# WHAT TO DO
Copy every line that holds the string "BytesMut" from the data below.

Start of GIVEN DATA

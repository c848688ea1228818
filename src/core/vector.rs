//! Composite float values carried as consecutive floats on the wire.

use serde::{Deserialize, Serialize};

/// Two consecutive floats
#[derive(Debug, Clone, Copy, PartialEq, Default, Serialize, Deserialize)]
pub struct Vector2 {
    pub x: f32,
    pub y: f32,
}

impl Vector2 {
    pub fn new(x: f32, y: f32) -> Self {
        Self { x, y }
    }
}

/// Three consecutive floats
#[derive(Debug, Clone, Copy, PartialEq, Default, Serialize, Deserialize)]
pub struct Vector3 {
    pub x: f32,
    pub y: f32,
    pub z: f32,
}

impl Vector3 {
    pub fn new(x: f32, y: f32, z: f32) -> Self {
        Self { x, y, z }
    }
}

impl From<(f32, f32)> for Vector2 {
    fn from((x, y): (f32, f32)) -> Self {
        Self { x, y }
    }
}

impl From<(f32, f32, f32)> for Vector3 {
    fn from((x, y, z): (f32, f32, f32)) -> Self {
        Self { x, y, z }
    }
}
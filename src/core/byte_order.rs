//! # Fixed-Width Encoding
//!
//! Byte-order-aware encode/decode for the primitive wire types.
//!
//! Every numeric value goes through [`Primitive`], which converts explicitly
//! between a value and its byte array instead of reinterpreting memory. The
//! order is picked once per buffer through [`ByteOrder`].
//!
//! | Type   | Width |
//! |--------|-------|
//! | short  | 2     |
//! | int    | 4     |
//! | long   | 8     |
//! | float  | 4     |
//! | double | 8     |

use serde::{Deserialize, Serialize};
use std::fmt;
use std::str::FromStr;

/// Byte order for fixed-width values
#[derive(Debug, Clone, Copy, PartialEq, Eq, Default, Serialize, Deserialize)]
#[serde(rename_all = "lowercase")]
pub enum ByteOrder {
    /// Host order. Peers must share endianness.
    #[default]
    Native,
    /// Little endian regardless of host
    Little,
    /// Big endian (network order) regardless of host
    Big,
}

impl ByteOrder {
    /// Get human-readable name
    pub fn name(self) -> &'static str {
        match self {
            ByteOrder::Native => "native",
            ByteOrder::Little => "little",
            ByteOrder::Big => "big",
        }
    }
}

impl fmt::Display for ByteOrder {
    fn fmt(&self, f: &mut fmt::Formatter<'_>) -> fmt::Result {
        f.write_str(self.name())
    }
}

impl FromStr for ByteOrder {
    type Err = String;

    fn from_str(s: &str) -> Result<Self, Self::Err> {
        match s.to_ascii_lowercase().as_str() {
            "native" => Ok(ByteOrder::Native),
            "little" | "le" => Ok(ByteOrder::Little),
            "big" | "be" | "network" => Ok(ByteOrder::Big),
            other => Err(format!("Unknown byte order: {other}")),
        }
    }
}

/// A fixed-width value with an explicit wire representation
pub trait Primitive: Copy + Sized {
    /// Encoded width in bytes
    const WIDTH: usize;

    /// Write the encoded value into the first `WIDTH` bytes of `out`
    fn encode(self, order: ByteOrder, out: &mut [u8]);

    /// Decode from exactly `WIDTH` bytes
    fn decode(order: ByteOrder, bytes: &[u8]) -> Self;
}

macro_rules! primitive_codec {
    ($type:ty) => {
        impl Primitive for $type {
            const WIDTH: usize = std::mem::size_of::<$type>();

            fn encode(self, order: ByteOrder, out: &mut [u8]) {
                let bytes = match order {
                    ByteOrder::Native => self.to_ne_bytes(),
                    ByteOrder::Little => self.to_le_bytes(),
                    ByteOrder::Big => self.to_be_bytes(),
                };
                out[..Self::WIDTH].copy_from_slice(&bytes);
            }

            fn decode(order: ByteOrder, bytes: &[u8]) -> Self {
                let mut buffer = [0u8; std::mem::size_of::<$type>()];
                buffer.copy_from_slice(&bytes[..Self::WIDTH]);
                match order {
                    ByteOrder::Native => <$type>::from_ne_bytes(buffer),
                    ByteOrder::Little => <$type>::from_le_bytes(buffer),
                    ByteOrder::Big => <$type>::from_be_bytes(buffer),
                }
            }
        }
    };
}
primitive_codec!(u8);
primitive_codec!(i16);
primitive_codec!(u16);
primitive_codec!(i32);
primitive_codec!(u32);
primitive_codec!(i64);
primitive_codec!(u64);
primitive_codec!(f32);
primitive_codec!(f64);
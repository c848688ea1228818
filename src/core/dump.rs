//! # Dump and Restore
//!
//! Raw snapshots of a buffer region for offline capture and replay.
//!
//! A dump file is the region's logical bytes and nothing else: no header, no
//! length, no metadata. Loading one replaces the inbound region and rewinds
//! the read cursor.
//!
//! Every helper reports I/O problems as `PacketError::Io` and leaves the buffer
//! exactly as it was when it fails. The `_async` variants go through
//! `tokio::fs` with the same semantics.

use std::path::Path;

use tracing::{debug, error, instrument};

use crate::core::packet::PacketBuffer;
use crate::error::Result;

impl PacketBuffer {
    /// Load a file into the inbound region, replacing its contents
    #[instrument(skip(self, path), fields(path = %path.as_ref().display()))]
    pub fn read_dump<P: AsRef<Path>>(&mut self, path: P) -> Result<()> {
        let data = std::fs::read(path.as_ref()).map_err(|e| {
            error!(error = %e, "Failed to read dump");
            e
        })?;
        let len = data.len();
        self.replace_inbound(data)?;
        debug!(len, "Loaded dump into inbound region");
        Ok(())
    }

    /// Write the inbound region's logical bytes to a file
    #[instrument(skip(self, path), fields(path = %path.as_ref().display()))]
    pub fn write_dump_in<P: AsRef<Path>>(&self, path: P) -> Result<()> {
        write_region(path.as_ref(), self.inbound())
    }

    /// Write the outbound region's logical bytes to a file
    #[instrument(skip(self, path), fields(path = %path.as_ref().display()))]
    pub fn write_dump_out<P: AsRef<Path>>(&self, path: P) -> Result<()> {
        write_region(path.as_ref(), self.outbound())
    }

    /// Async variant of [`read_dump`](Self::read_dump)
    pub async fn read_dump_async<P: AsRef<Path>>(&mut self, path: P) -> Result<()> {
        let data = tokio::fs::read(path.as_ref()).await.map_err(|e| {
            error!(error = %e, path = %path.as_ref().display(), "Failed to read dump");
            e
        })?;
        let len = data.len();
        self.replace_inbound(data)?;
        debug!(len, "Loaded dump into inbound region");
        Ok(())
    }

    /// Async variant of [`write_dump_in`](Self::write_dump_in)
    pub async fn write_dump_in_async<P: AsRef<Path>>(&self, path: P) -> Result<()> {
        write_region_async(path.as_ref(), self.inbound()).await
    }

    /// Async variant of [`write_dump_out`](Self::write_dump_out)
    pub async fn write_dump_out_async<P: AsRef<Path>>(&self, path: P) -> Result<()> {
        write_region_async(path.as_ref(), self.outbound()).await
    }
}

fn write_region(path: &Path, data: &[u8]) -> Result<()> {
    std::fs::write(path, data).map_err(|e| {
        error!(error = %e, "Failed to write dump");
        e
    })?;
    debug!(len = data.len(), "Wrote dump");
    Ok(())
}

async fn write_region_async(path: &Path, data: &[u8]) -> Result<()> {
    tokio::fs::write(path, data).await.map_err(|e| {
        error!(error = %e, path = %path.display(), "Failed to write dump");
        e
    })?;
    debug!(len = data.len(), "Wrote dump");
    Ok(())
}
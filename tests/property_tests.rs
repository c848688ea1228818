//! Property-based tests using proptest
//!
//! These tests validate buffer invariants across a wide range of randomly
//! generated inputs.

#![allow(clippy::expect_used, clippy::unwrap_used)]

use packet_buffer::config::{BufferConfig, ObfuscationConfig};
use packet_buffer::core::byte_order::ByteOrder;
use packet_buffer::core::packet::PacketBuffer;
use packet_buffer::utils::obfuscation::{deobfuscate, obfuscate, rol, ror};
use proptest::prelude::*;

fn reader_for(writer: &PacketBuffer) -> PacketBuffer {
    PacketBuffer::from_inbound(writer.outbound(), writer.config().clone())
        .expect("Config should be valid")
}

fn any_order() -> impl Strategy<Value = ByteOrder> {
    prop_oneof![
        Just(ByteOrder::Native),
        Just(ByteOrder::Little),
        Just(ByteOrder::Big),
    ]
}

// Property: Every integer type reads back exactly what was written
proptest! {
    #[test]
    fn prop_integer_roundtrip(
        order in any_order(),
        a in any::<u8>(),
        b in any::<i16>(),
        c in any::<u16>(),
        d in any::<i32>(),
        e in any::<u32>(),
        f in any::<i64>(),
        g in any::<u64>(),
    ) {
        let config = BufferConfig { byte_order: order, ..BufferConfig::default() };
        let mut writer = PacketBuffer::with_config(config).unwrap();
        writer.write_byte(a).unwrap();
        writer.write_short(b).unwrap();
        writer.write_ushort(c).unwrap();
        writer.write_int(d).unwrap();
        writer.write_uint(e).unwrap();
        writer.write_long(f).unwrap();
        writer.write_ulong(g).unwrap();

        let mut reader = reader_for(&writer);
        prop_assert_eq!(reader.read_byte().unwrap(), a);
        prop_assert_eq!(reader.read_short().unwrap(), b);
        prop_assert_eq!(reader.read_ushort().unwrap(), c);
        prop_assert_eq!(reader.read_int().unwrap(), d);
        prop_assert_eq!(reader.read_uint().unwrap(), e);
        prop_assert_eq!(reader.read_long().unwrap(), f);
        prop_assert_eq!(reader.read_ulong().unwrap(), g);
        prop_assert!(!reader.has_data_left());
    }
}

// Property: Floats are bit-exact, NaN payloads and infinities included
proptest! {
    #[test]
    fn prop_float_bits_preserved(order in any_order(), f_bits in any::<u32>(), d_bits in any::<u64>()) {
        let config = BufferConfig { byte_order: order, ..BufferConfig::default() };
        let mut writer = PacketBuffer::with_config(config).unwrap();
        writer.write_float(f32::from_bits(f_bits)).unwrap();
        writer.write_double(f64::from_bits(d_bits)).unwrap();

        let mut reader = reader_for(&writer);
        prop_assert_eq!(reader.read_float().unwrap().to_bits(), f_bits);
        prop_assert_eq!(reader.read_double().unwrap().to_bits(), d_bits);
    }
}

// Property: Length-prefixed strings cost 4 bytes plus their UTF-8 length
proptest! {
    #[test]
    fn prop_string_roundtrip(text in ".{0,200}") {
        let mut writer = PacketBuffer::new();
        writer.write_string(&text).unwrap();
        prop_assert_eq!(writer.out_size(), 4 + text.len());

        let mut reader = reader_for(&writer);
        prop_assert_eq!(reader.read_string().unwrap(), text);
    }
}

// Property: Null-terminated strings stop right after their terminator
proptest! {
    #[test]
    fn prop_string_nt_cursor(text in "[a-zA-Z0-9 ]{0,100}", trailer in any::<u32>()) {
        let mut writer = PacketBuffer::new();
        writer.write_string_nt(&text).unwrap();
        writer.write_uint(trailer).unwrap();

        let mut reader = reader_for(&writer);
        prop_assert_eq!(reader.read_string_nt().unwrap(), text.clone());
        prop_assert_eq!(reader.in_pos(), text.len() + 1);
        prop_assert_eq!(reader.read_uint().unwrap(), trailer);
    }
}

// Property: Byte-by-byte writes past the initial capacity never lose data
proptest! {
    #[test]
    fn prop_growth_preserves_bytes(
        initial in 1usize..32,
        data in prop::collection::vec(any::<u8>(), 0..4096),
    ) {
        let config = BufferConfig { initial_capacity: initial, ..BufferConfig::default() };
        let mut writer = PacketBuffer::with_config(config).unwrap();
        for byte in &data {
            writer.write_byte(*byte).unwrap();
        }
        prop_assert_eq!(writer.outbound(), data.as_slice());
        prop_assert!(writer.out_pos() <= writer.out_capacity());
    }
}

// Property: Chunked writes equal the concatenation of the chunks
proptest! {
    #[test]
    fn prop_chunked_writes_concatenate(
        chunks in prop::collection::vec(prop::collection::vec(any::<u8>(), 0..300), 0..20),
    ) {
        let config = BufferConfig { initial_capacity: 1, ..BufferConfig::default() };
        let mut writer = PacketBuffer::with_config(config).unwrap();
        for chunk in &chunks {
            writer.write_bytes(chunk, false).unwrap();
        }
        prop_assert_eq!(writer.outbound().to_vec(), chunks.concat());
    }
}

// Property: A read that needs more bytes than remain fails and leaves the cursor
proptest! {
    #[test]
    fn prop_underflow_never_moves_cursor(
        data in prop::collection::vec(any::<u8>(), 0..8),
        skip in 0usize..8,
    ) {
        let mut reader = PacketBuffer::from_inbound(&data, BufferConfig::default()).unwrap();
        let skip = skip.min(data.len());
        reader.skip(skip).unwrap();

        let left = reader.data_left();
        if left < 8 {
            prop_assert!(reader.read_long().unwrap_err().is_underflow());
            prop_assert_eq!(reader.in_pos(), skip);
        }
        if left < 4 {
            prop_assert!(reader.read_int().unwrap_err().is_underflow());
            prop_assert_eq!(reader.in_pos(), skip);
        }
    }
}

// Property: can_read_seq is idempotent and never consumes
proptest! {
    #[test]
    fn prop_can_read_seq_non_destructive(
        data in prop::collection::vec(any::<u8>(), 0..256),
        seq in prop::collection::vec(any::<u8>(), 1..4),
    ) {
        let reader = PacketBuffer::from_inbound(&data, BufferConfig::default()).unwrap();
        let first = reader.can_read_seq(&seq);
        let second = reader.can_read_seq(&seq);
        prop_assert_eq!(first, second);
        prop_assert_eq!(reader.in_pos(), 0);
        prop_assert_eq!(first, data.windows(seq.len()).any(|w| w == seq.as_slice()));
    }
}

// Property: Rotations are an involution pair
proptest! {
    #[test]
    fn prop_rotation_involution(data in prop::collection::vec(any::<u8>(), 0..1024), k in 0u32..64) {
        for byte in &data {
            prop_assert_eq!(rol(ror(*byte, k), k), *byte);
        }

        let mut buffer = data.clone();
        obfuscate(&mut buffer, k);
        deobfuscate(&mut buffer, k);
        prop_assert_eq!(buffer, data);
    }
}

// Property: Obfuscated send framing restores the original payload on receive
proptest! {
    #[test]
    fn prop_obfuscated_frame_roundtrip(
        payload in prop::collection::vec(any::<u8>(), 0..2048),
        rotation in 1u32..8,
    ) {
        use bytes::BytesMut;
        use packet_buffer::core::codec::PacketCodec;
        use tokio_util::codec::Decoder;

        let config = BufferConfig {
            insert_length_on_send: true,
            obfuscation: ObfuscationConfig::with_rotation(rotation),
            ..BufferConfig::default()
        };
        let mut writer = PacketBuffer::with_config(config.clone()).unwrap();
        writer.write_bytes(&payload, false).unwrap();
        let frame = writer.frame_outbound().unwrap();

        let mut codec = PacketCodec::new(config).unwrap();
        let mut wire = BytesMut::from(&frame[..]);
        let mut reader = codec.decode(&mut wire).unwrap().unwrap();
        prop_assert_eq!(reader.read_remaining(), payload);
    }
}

End of GIVEN DATA

# TASK RESULT
        use bytes::BytesMut;
        let mut wire = BytesMut::from(&frame[..]);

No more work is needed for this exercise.